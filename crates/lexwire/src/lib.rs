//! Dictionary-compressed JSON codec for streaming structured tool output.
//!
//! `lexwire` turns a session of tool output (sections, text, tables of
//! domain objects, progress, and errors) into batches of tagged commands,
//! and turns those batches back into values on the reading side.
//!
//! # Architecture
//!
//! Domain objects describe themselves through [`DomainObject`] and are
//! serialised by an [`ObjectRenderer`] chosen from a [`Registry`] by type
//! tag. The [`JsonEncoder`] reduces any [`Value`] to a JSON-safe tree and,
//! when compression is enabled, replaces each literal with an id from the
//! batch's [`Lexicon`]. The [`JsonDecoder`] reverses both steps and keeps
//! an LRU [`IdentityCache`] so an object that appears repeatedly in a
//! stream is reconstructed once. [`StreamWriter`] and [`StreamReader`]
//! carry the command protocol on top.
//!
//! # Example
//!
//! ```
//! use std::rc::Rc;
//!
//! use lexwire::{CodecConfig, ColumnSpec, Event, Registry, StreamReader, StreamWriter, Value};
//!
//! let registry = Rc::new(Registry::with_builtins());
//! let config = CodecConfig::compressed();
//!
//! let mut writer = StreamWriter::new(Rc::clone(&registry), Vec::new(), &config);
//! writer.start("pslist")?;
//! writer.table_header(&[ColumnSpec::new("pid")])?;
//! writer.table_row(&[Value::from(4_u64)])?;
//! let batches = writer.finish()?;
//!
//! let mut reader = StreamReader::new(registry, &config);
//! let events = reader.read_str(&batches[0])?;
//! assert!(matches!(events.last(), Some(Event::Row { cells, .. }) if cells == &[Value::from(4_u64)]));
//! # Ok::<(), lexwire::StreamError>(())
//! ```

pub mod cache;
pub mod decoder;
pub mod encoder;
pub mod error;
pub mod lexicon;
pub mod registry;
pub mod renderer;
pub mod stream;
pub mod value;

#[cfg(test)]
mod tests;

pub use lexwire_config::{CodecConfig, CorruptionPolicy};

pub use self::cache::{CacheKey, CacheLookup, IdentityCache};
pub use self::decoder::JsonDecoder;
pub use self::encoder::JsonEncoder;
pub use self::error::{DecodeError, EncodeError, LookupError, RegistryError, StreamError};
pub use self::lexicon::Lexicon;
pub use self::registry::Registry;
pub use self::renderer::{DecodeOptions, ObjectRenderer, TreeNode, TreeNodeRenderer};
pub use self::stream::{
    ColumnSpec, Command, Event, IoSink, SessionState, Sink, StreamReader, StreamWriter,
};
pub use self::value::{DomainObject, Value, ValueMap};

WORK TASK: The records above must be transcribed without a single omission.

ANSWER SPACE:
filename crates/lexwire/src/lib.rs
//! Dictionary-compressed JSON codec for streaming structured tool output.
//!
//! `lexwire` turns a session of tool output (sections, text, tables of
//! domain objects, progress, and errors) into batches of tagged commands,
//! and turns those batches back into values on the reading side.
//!
//! # Architecture
//!
//! Domain objects describe themselves through [`DomainObject`] and are
//! serialised by an [`ObjectRenderer`] chosen from a [`Registry`] by type
//! tag. The [`JsonEncoder`] reduces any [`Value`] to a JSON-safe tree and,
//! when compression is enabled, replaces each literal with an id from the
//! batch's [`Lexicon`]. The [`JsonDecoder`] reverses both steps and keeps
//! an LRU [`IdentityCache`] so an object that appears repeatedly in a
//! stream is reconstructed once. [`StreamWriter`] and [`StreamReader`]
//! carry the command protocol on top.
//!
//! # Example
//!
//! ```
//! use std::rc::Rc;
//!
//! use lexwire::{CodecConfig, ColumnSpec, Event, Registry, StreamReader, StreamWriter, Value};
//!
//! let registry = Rc::new(Registry::with_builtins());
//! let config = CodecConfig::compressed();
//!
//! let mut writer = StreamWriter::new(Rc::clone(&registry), Vec::new(), &config);
//! writer.start("pslist")?;
//! writer.table_header(&[ColumnSpec::new("pid")])?;
//! writer.table_row(&[Value::from(4_u64)])?;
//! let batches = writer.finish()?;
//!
//! let mut reader = StreamReader::new(registry, &config);
//! let events = reader.read_str(&batches[0])?;
//! assert!(matches!(events.last(), Some(Event::Row { cells, .. }) if cells == &[Value::from(4_u64)]));
//! # Ok::<(), lexwire::StreamError>(())
//! ```

pub mod cache;
pub mod decoder;
pub mod encoder;
pub mod error;
pub mod lexicon;
pub mod registry;
pub mod renderer;
pub mod stream;
pub mod value;

#[cfg(test)]
mod tests;

pub use lexwire_config::{CodecConfig, CorruptionPolicy};

pub use self::cache::{CacheKey, CacheLookup, IdentityCache};
pub use self::decoder::JsonDecoder;
pub use self::encoder::JsonEncoder;
pub use self::error::{DecodeError, EncodeError, LookupError, RegistryError, StreamError};
pub use self::lexicon::Lexicon;
pub use self::registry::Registry;
pub use self::renderer::{DecodeOptions, ObjectRenderer, TreeNode, TreeNodeRenderer};
pub use self::stream::{
    ColumnSpec, Command, Event, IoSink, SessionState, Sink, StreamReader, StreamWriter,
};
pub use self::value::{DomainObject, Value, ValueMap};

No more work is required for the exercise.